Shaw dan Bold saling berpandangan sesaat, lalu berjalan mengikuti Gracie.
"Nah, ada satu kamar lagi yang kosong, sudah Nenek bersihkan. Bold bisa tidur di situ."
"Bold tidur di kamarku saja, Nek. Ranjangnya lebih besar dan kasurnya lebih empuk."
"Ya sudah, kalian atur saja bagaimana baiknya."
Gracie membereskan meja dan area dapur seusai makan malam, kemudian menghampiri untuk mengecup kening Shaw dan mengusap kepalanya.
"Selamat malam."
Spencer pun melakukan hal yang sama seperti istrinya; mengecup kening Shaw dan mengusap kepalanya setelah selesai membaluri luka Shaw. Keduanya masuk ke kamar mereka bersamaan.
"Biar saya saja yang tidur di kamar itu, Tuan tetaplah tidur di kamar Tuan." Bold akhirnya membuka suara setelah sedari tadi hanya mendengarkan. Shaw mendengus kesal dan mengubah posisi duduk menjadi menghadap Bold sepenuhnya. Sejenak ia menghirup napas dalam dan menghembuskannya sedikit kasar.
"Bold, dengarkan aku. Pertama ...--"
Shaw mengangkat jari telunjuk tangan kanannya.
"... aku sudah teramat sangat sering tidur di sana," tukasnya. Menekan kata 'teramat sangat sering'. "Bisa dibilang aku sangat jarang dan hampir tidak pernah tidur di kamar sebelah karena kamar itu selalu dikunci dan kuncinya bukan aku yang pegang. Kedua ...--"
Shaw mengangkat jari tengah tangan kanannya.
"... tidurku tidak banyak bergerak karena lukaku masih belum sembuh. Jadi kau tidur di kamarku saja. Ketiga ...--"
Shaw mengangkat jari manis tangan kanannya dan menampilkan wajah kesal.
"... hentikan sikapmu yang seperti itu! Sudah kukatakan aku tidak menyukai perubahanmu ... jadi bersikaplah seperti biasanya. Aku lebih suka begitu."

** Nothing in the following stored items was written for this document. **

//!
//! Per-coin protocol parameters.
//!
//! Everything address generation needs to know about a coin lives in
//! one [`CoinProtocol`] value constructed by the caller and passed down
//! explicitly. Version bytes follow the mainnet conventions of each
//! chain; Zcash transparent addresses use two-byte versions.
//!

use crate::address_type::AddressType;
use serde::{Deserialize, Serialize};

/// Coin families sharing derivation behavior.
#[derive(Clone, Copy, PartialEq, Eq, Debug, Hash, Serialize, Deserialize)]
#[serde(rename_all = "lowercase")]
pub enum BaseCoin {
    Btc,
    Ltc,
    Eth,
    Dash,
    Zec,
}

impl BaseCoin {
    pub fn name(self) -> &'static str {
        match self {
            BaseCoin::Btc => "BTC",
            BaseCoin::Ltc => "LTC",
            BaseCoin::Eth => "ETH",
            BaseCoin::Dash => "DASH",
            BaseCoin::Zec => "ZEC",
        }
    }
}

/// Mainnet parameter set for one coin.
#[derive(Clone, PartialEq, Eq, Debug)]
pub struct CoinProtocol {
    name: &'static str,
    base: BaseCoin,
    addr_types: &'static [AddressType],
    p2pkh_version: &'static [u8],
    p2sh_version: &'static [u8],
    wif_version: &'static [u8],
    bech32_hrp: Option<&'static str>,
    zaddr_version: &'static [u8],
    zaddr_width: usize,
}

use AddressType::{Bech32, Compressed, Ethereum, Legacy, Segwit, ZcashZ};

impl CoinProtocol {
    pub fn btc() -> Self {
        CoinProtocol {
            name: "btc",
            base: BaseCoin::Btc,
            addr_types: &[Legacy, Compressed, Segwit, Bech32],
            p2pkh_version: &[0x00],
            p2sh_version: &[0x05],
            wif_version: &[0x80],
            bech32_hrp: Some("bc"),
            zaddr_version: &[],
            zaddr_width: 0,
        }
    }

    pub fn bch() -> Self {
        CoinProtocol {
            name: "bch",
            addr_types: &[Legacy, Compressed],
            bech32_hrp: None,
            ..Self::btc()
        }
    }

    pub fn ltc() -> Self {
        CoinProtocol {
            name: "ltc",
            base: BaseCoin::Ltc,
            addr_types: &[Legacy, Compressed, Segwit, Bech32],
            p2pkh_version: &[0x30],
            p2sh_version: &[0x32],
            wif_version: &[0xb0],
            bech32_hrp: Some("ltc"),
            zaddr_version: &[],
            zaddr_width: 0,
        }
    }

    pub fn eth() -> Self {
        CoinProtocol {
            name: "eth",
            base: BaseCoin::Eth,
            addr_types: &[Ethereum],
            p2pkh_version: &[],
            p2sh_version: &[],
            wif_version: &[],
            bech32_hrp: None,
            zaddr_version: &[],
            zaddr_width: 0,
        }
    }

    pub fn etc() -> Self {
        CoinProtocol { name: "etc", ..Self::eth() }
    }

    pub fn dash() -> Self {
        CoinProtocol {
            name: "dash",
            base: BaseCoin::Dash,
            addr_types: &[Legacy, Compressed],
            p2pkh_version: &[0x4c],
            p2sh_version: &[0x10],
            wif_version: &[0xcc],
            bech32_hrp: None,
            zaddr_version: &[],
            zaddr_width: 0,
        }
    }

    pub fn zec() -> Self {
        CoinProtocol {
            name: "zec",
            base: BaseCoin::Zec,
            addr_types: &[Legacy, Compressed, ZcashZ],
            p2pkh_version: &[0x1c, 0xb8],
            p2sh_version: &[0x1c, 0xbd],
            wif_version: &[0x80],
            bech32_hrp: None,
            zaddr_version: &[0x16, 0x9a],
            zaddr_width: 95,
        }
    }

    pub fn name(&self) -> &'static str {
        self.name
    }

    pub fn base(&self) -> BaseCoin {
        self.base
    }

    /// BTC and its forks share seed-cooking behavior.
    pub fn is_btc_fork(&self) -> bool {
        self.base == BaseCoin::Btc
    }

    pub fn is_eth_family(&self) -> bool {
        self.base == BaseCoin::Eth
    }

    pub fn supports(&self, addr_type: AddressType) -> bool {
        self.addr_types.contains(&addr_type)
    }

    pub fn addr_types(&self) -> &'static [AddressType] {
        self.addr_types
    }

    pub fn p2pkh_version(&self) -> &'static [u8] {
        self.p2pkh_version
    }

    pub fn p2sh_version(&self) -> &'static [u8] {
        self.p2sh_version
    }

    pub fn wif_version(&self) -> &'static [u8] {
        self.wif_version
    }

    pub fn bech32_hrp(&self) -> Option<&'static str> {
        self.bech32_hrp
    }

    pub fn zaddr_version(&self) -> &'static [u8] {
        self.zaddr_version
    }

    pub fn zaddr_width(&self) -> usize {
        self.zaddr_width
    }
}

Bold menghela napas. Mungkin karena Shaw masih anak-anak dan tidak terbiasa, jadi justru tidak suka ketika orang lain bersikap demikian padanya. Pikirnya. Padahal lumrahnya orang dewasa di Zanwan akan biasa saja atau bahkan senang jika ada orang yang mau menjadikan mereka sebagai tuan atau majikan. Terlebih oleh Bold yang notabene prajurit tersohor di Zanwan. Baik distrik Aloclya maupun distrik Acilav, kedua penduduknya sudah tak asing dengan nama Bold. Pun dengan keterampilan prajurit jagur itu.
"Ya sudah ... cepatlah tidur .... Malam semakin larut." Bold mengalah. Merasa akan percuma saja menjelaskan, karena anak seusia Shaw lebih membutuhkan seorang teman dibandingkan seorang budak.
Shaw mengangguk. Turun dari ranjang kayu dan berjalan ke kamar. Ia berhenti di ambang pintu; menoleh pada Bold.
"Selamat malam, Bold. Tidurlah yang nyenyak. Besok kita akan melakukan perjalanan panjang," ujarnya seraya tersenyum.
Untuk ke sekian kali, sekaligus yang terakhir di hari ini karena tak lama lagi pergantian hari, Bold termenung. Terdiam kehabisan kata-kata. Memandangi awang-awang dalam bisu, membiarkan sang malam menyelimuti. Yang dirasakannya, sudah lama ... sekali, Bold tidak tinggal bersama sebuah keluarga seperti sekarang. Berada di dalam sebuah keluarga yang hangat. Bold bahkan sudah menyerah untuk merasakan itu lagi, memilih fokus latihan dan latihan. Pun tak pernah terlintas akan mengalaminya lagi, karena ia tahu benar ia bukan seseorang yang mudah terbuka dan bergaul.
Mata terpejam dalam bahagia kalbu, jernih pikiran dan ringan beban di pundak membuat senyum tergurat lebih lebar. Beberapa bulir air mata hasil perpaduan rindu, bahagia, dan haru menjadi penutup terjaganya sebelum hari berganti.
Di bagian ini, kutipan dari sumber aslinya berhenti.